My fascination with Versailles began several years ago upon reading Rosalind Laker's novel, "To Dance With Kings."  The story begins in 1664, during the reign of Louis XIV, the Sun King.  The lovely Marguerite creates fans to sell to ladies of nobility from a stall outside the palace.
My first attempt to visit Versailles was on a rainy day in 1979 when I was turned away at the gate due to a bomb scare.  This time, 21 years later, I was determined and rewarded with a beautiful day with few people touring.

The chateau is elaborate.  What started as a modest hunting lodge eventually became the largest palace in Europe, housing 20,000 people at a time.  The gardens, clearly affected by storms the previous winter were sparse.  The pools near the main building were decorated with beautiful bronze statues such as the one pictured here.
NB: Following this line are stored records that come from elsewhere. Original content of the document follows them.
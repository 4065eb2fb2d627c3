//! Text output formatter for human-readable display
//!
//! This module provides:
//! - Per-platform header with the derived version values
//! - Per-file status with old → new field values
//! - Skipped platforms and per-file errors
//! - Summary line

use crate::domain::{Derived, FieldChange, FileOutcome, PlatformReport, PlatformStatus, SyncReport};
use crate::output::{OutputFormatter, Verbosity};
use colored::Colorize;
use std::io::Write;

/// Text formatter for human-readable output
pub struct TextFormatter {
    /// Verbosity level
    verbosity: Verbosity,
    /// Whether this is a dry-run
    dry_run: bool,
    /// Whether to use colors
    color: bool,
}

impl TextFormatter {
    /// Create a new text formatter
    pub fn new(verbosity: Verbosity, dry_run: bool) -> Self {
        Self {
            verbosity,
            dry_run,
            color: true,
        }
    }

    /// Create a new text formatter with color option
    pub fn with_color(verbosity: Verbosity, dry_run: bool, color: bool) -> Self {
        Self {
            verbosity,
            dry_run,
            color,
        }
    }

    /// Get the dry-run prefix if applicable
    fn dry_run_prefix(&self) -> String {
        if self.dry_run {
            if self.color {
                format!("{} ", "(dry-run)".cyan())
            } else {
                "(dry-run) ".to_string()
            }
        } else {
            String::new()
        }
    }

    /// Describe the derived values of a platform
    fn describe_derived(derived: &Derived) -> String {
        match derived {
            Derived::Android(d) => {
                format!("versionName {}, versionCode {}", d.version_name, d.version_code)
            }
            Derived::Ios(d) => format!(
                "marketing {}, build {}",
                d.marketing_version, d.build_version
            ),
        }
    }

    fn format_header(
        &self,
        platform: &PlatformReport,
        writer: &mut dyn Write,
    ) -> std::io::Result<()> {
        let name = platform.platform.display_name();
        match &platform.status {
            PlatformStatus::Derived(derived) => {
                let detail = Self::describe_derived(derived);
                if self.color {
                    writeln!(writer, "{} {}", name.bold(), format!("({})", detail).dimmed())
                } else {
                    writeln!(writer, "{} ({})", name, detail)
                }
            }
            PlatformStatus::Skipped { reason } => {
                if self.color {
                    writeln!(writer, "{} {}", name.bold(), format!("skipped: {}", reason).dimmed())
                } else {
                    writeln!(writer, "{} skipped: {}", name, reason)
                }
            }
            PlatformStatus::Failed(error) => {
                if self.color {
                    writeln!(writer, "{} {} {}", name.bold(), "✗".red(), error)
                } else {
                    writeln!(writer, "{} failed: {}", name, error)
                }
            }
        }
    }

    fn format_change(&self, change: &FieldChange, writer: &mut dyn Write) -> std::io::Result<()> {
        let times = if change.occurrences > 1 {
            format!(" (×{})", change.occurrences)
        } else {
            String::new()
        };

        if self.color {
            if change.changed {
                writeln!(
                    writer,
                    "      {} {} {} {}{}",
                    format!("{}:", change.field),
                    change.old_value.dimmed(),
                    "→".dimmed(),
                    change.new_value.bright_white().bold(),
                    times.dimmed()
                )
            } else {
                writeln!(
                    writer,
                    "      {}",
                    format!("{}: {} (unchanged){}", change.field, change.new_value, times)
                        .dimmed()
                )
            }
        } else if change.changed {
            writeln!(
                writer,
                "      {}: {} -> {}{}",
                change.field, change.old_value, change.new_value, times
            )
        } else {
            writeln!(
                writer,
                "      {}: {} (unchanged){}",
                change.field, change.new_value, times
            )
        }
    }

    fn format_file(&self, file: &FileOutcome, writer: &mut dyn Write) -> std::io::Result<()> {
        let path = file.path().display().to_string();

        match &file.result {
            Ok(result) if result.has_changes() => {
                if self.color {
                    writeln!(writer, "  {} {}", "✓".green(), path.bold())?;
                } else {
                    writeln!(writer, "  + {}", path)?;
                }
                for change in &result.changes {
                    if change.changed || self.verbosity == Verbosity::Verbose {
                        self.format_change(change, writer)?;
                    }
                }
                Ok(())
            }
            Ok(result) => {
                if self.color {
                    writeln!(writer, "  {} {}", "=".dimmed(), format!("{} (up to date)", path).dimmed())?;
                } else {
                    writeln!(writer, "  = {} (up to date)", path)?;
                }
                if self.verbosity == Verbosity::Verbose {
                    for change in &result.changes {
                        self.format_change(change, writer)?;
                    }
                }
                Ok(())
            }
            Err(error) => {
                if self.color {
                    writeln!(writer, "  {} {}", "✗".red(), path.bold())?;
                    writeln!(writer, "      {}", error.to_string().red())
                } else {
                    writeln!(writer, "  ! {}", path)?;
                    writeln!(writer, "      {}", error)
                }
            }
        }
    }

    fn format_summary(&self, report: &SyncReport, writer: &mut dyn Write) -> std::io::Result<()> {
        let prefix = self.dry_run_prefix();
        let files = report.files_changed();
        let changes = report.total_changes();
        let failures = report.error_count();

        if self.verbosity == Verbosity::Quiet {
            let status = if files > 0 {
                format!("{} file(s) updated to {}", files, report.version)
            } else {
                format!("Already at {}", report.version)
            };
            write!(writer, "{}{}", prefix, status)?;
            if failures > 0 {
                if self.color {
                    write!(writer, ", {}", format!("{} error(s)", failures).red())?;
                } else {
                    write!(writer, ", {} error(s)", failures)?;
                }
            }
            return writeln!(writer);
        }

        if self.color {
            writeln!(writer, "{}{}:", prefix, "Summary".bold())?;
            writeln!(
                writer,
                "  {} file(s) updated, {} field(s) changed",
                files.to_string().green(),
                changes.to_string().green()
            )?;
            if failures > 0 {
                writeln!(writer, "  {} error(s)", failures.to_string().red())?;
            }
        } else {
            writeln!(writer, "{}Summary:", prefix)?;
            writeln!(
                writer,
                "  {} file(s) updated, {} field(s) changed",
                files, changes
            )?;
            if failures > 0 {
                writeln!(writer, "  {} error(s)", failures)?;
            }
        }
        Ok(())
    }
}

impl OutputFormatter for TextFormatter {
    fn format(&self, report: &SyncReport, writer: &mut dyn Write) -> std::io::Result<()> {
        // In quiet mode, only show summary
        if self.verbosity == Verbosity::Quiet {
            return self.format_summary(report, writer);
        }

        let prefix = self.dry_run_prefix();
        if self.color {
            writeln!(
                writer,
                "{}Syncing version {}",
                prefix,
                report.version.to_string().bright_white().bold()
            )?;
        } else {
            writeln!(writer, "{}Syncing version {}", prefix, report.version)?;
        }
        writeln!(writer)?;

        for platform in &report.platforms {
            self.format_platform(platform, writer)?;
            writeln!(writer)?;
        }

        self.format_summary(report, writer)
    }

    fn format_platform(
        &self,
        platform: &PlatformReport,
        writer: &mut dyn Write,
    ) -> std::io::Result<()> {
        self.format_header(platform, writer)?;
        for file in &platform.files {
            self.format_file(file, writer)?;
        }
        Ok(())
    }
}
After touring the palace I took the tram to the far end of the palace grounds. It's here that you'll find the Grand Trianon, built by Louis XIV in 1687 to escape the rigors of court life and to enjoy the company of his mistress Madame de Maintenon, and the Petit Trianon, built in 1762 as a retreat for Louis XV.  Marie-Antoinette's "Le Hameau" is also here.  This charming small hamlet consists of several buildings (pictured here) where she would escape the every day stresses of royalty.